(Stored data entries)
++++++++++

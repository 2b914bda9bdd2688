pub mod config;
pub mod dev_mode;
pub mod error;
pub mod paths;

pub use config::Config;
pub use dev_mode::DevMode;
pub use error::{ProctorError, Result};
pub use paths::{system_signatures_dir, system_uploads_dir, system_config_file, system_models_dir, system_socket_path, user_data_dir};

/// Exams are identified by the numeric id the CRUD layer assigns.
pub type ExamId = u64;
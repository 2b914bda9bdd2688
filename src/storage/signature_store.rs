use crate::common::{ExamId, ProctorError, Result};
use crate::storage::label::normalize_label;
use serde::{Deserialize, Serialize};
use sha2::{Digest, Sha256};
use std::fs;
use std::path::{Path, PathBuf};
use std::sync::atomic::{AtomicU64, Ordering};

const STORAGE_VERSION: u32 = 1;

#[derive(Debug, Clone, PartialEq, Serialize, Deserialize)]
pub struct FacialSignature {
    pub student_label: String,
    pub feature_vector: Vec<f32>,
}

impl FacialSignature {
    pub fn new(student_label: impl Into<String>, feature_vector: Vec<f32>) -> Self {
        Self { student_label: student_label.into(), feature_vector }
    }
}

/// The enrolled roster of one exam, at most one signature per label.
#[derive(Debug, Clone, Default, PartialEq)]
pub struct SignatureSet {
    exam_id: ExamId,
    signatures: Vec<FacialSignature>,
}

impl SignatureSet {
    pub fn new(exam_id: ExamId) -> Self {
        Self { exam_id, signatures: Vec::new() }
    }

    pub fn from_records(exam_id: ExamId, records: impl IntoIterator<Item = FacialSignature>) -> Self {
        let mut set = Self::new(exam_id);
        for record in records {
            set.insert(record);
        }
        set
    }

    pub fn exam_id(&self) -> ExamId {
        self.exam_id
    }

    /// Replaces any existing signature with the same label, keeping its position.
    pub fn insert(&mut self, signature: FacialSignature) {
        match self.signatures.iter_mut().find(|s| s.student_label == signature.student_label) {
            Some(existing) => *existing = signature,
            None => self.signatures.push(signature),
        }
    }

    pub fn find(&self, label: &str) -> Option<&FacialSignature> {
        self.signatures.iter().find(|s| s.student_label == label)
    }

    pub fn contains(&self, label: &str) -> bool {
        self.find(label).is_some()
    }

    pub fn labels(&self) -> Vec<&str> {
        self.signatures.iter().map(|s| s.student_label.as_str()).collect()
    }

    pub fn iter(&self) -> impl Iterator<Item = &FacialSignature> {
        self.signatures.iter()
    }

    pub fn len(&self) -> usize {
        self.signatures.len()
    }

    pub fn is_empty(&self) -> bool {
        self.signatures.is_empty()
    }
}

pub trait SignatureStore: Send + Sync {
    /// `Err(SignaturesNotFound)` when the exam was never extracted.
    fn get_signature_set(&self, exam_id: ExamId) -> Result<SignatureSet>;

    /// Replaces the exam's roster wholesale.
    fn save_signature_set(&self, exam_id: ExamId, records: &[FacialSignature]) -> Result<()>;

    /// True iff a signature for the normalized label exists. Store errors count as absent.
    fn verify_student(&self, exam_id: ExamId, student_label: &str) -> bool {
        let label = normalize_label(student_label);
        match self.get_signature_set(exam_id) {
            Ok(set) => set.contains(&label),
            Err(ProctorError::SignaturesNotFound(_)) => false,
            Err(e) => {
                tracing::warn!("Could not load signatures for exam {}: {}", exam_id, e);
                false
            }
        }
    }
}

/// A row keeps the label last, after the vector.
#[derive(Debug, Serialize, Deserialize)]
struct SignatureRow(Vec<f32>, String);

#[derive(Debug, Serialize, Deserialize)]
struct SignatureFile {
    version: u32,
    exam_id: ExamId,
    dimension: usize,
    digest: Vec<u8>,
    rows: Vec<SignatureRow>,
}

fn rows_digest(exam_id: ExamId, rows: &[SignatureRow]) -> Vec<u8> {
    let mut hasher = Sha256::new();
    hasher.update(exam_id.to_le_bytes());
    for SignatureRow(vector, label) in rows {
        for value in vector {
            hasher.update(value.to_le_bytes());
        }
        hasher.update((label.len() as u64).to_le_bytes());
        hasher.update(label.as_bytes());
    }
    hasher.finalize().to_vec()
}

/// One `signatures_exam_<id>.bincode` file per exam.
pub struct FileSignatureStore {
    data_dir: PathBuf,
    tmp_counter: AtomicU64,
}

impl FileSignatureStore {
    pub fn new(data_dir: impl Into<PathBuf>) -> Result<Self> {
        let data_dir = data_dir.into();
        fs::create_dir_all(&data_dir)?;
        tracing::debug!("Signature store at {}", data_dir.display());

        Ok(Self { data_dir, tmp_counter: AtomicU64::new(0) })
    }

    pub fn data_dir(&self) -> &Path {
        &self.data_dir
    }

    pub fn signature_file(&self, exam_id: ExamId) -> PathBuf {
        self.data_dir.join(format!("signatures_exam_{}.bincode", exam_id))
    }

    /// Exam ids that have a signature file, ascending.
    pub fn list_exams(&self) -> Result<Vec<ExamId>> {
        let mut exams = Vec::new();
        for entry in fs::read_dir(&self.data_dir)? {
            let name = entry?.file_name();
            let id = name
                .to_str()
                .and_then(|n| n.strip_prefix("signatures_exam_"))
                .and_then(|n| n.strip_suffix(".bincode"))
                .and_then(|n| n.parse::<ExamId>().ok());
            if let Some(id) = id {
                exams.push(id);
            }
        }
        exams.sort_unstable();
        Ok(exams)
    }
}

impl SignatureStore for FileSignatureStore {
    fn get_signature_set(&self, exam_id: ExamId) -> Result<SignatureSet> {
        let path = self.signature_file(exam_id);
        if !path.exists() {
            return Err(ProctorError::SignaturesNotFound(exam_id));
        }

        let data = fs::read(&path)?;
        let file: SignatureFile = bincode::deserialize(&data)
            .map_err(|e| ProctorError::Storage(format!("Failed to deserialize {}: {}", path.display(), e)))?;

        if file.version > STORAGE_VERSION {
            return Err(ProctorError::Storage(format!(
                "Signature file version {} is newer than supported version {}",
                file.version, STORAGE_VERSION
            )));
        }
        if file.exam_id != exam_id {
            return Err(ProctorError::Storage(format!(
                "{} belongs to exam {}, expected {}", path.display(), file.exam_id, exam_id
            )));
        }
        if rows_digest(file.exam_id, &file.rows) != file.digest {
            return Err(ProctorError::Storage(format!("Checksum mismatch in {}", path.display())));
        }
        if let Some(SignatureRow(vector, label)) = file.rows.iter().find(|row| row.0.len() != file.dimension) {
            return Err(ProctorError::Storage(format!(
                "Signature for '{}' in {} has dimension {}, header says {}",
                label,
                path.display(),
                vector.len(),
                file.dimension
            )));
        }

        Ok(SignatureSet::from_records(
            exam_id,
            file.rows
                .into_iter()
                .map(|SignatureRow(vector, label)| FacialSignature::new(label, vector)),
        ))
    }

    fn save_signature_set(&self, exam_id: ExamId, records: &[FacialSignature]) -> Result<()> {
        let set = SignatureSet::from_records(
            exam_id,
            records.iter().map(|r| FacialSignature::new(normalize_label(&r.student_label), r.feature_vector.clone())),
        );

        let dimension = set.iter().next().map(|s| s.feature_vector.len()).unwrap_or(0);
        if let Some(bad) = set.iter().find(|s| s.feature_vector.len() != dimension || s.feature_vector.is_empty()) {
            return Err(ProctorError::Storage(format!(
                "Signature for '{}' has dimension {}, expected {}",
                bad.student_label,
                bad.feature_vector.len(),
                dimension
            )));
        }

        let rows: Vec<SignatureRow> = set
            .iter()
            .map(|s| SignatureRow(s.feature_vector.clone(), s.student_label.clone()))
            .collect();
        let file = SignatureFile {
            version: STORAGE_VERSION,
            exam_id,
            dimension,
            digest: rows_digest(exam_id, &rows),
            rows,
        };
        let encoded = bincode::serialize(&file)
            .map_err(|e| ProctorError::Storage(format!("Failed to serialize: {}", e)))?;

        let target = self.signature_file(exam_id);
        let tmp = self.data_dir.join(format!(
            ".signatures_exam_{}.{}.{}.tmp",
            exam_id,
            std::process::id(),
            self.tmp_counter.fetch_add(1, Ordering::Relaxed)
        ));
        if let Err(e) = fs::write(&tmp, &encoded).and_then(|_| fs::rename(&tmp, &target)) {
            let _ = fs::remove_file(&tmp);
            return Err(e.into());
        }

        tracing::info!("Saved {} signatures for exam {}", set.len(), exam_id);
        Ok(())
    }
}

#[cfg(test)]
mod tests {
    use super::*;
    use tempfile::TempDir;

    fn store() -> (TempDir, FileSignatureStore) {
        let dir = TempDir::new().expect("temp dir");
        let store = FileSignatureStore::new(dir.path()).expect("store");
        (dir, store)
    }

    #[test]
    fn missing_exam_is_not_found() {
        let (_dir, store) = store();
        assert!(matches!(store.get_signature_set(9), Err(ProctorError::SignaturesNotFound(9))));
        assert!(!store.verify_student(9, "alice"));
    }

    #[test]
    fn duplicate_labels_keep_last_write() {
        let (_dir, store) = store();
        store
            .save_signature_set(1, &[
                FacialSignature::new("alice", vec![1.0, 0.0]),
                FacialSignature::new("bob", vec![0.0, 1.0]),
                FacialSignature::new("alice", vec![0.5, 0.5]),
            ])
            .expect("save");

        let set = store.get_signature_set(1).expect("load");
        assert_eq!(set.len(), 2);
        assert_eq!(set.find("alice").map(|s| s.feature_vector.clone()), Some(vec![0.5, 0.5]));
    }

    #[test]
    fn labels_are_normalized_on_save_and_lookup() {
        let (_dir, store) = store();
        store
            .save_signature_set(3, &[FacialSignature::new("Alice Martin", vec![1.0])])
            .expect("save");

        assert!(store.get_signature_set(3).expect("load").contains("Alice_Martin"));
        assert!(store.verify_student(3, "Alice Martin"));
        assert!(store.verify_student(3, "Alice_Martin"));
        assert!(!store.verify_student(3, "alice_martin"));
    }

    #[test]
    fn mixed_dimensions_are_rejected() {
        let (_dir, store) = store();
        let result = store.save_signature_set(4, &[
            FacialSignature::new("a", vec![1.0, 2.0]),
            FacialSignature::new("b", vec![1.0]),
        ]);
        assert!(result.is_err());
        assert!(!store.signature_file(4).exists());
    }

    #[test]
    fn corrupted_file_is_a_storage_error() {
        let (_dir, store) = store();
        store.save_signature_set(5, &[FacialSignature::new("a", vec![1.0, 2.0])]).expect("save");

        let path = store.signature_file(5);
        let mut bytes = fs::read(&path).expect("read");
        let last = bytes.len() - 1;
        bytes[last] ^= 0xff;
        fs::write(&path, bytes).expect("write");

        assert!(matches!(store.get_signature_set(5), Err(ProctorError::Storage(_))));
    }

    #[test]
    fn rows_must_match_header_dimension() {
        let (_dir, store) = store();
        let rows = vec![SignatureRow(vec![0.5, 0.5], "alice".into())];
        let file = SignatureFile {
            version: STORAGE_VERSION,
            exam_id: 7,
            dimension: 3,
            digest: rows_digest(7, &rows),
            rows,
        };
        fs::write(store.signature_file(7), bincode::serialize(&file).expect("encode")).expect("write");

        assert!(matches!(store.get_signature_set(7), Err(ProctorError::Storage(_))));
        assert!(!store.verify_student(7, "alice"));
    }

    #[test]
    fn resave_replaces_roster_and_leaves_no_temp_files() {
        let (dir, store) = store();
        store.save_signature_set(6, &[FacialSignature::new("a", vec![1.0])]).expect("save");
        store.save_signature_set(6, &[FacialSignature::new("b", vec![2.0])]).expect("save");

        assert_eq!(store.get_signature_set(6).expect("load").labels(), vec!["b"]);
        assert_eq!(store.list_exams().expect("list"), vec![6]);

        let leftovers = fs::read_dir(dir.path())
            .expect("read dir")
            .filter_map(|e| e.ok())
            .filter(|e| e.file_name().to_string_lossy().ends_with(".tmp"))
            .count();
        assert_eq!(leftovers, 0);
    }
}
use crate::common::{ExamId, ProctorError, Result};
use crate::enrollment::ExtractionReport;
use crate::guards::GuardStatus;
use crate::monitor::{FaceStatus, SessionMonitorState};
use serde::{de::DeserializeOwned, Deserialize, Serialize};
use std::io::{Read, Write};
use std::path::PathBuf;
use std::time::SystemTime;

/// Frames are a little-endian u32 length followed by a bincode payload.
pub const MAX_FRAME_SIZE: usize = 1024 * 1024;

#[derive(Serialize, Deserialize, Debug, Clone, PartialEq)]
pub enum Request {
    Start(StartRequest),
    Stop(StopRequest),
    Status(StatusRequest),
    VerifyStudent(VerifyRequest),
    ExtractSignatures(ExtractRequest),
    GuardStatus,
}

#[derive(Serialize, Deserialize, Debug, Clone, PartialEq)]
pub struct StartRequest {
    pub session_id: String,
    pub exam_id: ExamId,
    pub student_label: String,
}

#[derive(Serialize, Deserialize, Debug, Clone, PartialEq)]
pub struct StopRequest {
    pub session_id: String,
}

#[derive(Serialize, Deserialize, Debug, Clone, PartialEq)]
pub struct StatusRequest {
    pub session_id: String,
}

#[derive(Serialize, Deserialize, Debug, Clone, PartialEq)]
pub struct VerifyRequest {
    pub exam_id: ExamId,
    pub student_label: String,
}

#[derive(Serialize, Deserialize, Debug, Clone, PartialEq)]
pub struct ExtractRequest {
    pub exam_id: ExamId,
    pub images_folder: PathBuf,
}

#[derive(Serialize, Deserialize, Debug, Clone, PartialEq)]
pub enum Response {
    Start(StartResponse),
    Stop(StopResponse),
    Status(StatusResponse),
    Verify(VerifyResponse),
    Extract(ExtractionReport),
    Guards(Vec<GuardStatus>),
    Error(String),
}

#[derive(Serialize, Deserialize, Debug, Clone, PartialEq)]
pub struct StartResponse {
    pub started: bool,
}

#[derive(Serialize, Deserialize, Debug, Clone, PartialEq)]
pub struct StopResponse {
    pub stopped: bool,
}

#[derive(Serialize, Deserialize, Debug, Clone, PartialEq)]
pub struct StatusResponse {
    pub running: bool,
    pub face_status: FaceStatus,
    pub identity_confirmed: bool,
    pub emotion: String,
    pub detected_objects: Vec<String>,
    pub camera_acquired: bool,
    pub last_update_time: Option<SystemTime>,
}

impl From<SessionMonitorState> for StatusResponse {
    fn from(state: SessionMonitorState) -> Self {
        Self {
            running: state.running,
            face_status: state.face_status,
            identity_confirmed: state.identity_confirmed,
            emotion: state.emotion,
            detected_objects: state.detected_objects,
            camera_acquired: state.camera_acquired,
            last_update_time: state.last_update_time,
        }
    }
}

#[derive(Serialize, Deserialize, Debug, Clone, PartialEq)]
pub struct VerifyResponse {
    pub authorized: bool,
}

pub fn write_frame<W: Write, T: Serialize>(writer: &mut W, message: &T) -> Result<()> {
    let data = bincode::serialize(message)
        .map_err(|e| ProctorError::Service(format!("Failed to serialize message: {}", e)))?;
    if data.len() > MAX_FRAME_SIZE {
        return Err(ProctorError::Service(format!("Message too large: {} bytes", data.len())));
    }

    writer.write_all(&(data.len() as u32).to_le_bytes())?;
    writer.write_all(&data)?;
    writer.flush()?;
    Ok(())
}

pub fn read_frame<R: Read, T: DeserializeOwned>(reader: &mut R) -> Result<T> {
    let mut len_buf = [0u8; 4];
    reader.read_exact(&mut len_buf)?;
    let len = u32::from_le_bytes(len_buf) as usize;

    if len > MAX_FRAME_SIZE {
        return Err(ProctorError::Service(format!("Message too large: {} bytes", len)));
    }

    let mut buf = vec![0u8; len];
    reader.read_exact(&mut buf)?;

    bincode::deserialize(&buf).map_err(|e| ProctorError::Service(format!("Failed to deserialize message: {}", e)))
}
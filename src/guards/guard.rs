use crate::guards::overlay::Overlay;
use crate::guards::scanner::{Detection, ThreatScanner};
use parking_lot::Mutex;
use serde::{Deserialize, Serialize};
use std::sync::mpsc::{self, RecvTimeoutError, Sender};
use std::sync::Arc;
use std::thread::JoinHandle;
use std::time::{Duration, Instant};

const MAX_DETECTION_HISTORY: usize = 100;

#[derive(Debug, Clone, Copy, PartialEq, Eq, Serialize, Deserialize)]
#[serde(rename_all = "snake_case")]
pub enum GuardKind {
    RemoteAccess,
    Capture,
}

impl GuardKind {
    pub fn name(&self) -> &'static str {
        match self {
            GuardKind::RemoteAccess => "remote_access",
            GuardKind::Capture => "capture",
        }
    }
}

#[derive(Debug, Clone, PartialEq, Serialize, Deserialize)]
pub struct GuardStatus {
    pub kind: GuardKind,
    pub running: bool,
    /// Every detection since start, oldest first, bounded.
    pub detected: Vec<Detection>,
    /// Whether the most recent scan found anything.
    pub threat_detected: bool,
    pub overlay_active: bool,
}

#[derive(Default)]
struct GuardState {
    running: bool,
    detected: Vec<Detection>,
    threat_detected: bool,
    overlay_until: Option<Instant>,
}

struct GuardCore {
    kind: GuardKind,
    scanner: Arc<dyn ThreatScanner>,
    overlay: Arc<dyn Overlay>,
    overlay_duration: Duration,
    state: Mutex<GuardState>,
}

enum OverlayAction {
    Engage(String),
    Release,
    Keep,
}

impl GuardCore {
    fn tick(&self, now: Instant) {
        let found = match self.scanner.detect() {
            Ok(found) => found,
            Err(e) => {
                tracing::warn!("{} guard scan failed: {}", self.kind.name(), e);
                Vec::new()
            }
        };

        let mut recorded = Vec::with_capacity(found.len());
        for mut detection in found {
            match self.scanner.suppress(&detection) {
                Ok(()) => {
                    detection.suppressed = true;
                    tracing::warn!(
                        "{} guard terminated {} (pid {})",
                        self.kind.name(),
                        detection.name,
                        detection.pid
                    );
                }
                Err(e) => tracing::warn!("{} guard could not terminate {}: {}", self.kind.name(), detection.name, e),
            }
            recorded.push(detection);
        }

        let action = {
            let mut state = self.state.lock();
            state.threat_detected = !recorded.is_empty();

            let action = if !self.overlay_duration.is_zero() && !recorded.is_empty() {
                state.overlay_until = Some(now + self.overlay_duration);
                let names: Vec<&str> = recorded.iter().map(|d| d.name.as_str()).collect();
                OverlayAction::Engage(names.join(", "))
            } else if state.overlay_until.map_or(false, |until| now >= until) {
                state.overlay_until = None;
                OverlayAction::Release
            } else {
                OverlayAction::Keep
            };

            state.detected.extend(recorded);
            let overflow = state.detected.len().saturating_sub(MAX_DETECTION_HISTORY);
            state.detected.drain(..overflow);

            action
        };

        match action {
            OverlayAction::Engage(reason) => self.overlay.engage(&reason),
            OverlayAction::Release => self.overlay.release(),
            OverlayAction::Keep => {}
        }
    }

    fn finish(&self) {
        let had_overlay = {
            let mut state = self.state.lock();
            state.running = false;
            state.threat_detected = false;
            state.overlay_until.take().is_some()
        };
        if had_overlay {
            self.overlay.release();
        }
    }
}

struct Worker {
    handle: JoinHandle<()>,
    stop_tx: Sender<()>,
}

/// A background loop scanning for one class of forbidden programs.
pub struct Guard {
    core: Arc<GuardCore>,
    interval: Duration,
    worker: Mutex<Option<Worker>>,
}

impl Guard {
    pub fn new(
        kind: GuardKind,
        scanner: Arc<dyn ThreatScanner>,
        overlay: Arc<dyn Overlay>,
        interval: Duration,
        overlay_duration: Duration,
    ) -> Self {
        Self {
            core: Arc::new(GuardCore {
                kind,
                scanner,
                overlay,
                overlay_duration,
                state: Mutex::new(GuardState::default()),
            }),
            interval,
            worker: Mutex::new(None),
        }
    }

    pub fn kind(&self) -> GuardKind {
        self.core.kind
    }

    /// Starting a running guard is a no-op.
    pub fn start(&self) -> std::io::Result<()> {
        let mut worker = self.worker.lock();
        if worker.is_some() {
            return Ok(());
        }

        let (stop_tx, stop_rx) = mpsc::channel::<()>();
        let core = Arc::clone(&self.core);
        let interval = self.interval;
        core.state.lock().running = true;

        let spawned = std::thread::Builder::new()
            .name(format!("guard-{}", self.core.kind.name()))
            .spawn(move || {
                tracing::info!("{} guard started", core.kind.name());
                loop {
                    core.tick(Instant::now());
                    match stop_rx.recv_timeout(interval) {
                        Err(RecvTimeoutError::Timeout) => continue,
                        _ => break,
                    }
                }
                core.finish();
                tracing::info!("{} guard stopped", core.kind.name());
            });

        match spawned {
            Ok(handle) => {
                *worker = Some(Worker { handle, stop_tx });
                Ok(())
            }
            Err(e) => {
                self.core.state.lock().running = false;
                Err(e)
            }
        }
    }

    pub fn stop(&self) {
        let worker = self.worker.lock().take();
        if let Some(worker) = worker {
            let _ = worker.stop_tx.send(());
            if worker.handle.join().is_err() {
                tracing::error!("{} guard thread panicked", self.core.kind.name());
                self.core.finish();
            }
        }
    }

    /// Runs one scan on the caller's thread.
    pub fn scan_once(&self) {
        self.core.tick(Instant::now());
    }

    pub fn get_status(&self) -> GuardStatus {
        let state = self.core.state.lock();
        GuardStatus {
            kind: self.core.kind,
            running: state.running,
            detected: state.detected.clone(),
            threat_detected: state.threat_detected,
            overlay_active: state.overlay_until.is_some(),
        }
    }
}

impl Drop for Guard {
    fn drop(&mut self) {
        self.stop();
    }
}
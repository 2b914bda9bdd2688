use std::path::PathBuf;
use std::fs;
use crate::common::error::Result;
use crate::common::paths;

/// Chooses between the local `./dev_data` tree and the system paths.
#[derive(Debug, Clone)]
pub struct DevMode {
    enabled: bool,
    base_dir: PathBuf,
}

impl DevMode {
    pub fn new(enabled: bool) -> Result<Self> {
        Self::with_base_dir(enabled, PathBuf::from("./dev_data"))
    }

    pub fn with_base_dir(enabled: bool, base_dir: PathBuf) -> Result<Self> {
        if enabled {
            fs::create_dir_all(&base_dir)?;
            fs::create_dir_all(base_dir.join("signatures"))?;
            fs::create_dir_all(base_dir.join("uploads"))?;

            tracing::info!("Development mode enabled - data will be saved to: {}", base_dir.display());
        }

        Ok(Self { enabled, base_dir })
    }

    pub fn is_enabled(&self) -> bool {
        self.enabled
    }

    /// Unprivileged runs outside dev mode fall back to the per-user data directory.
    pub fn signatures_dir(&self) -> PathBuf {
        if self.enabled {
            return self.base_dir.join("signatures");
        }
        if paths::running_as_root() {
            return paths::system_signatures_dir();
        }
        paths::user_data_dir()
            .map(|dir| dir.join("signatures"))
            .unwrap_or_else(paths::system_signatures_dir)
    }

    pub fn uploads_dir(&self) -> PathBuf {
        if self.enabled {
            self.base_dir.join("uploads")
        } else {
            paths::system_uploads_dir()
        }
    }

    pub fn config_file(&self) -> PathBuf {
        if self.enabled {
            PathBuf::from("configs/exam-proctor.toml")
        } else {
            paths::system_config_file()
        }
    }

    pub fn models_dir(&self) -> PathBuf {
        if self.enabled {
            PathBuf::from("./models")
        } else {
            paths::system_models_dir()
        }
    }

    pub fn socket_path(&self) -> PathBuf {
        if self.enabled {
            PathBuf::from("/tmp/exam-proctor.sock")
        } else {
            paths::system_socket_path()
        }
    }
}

++++++++++

- **Work to complete**
Where a line of the records above holds the word "contains", copy that line.

- **Written solution**
    pub fn contains(&self, label: &str) -> bool {
            Ok(set) => set.contains(&label),
        assert!(store.get_signature_set(3).expect("load").contains("Alice_Martin"));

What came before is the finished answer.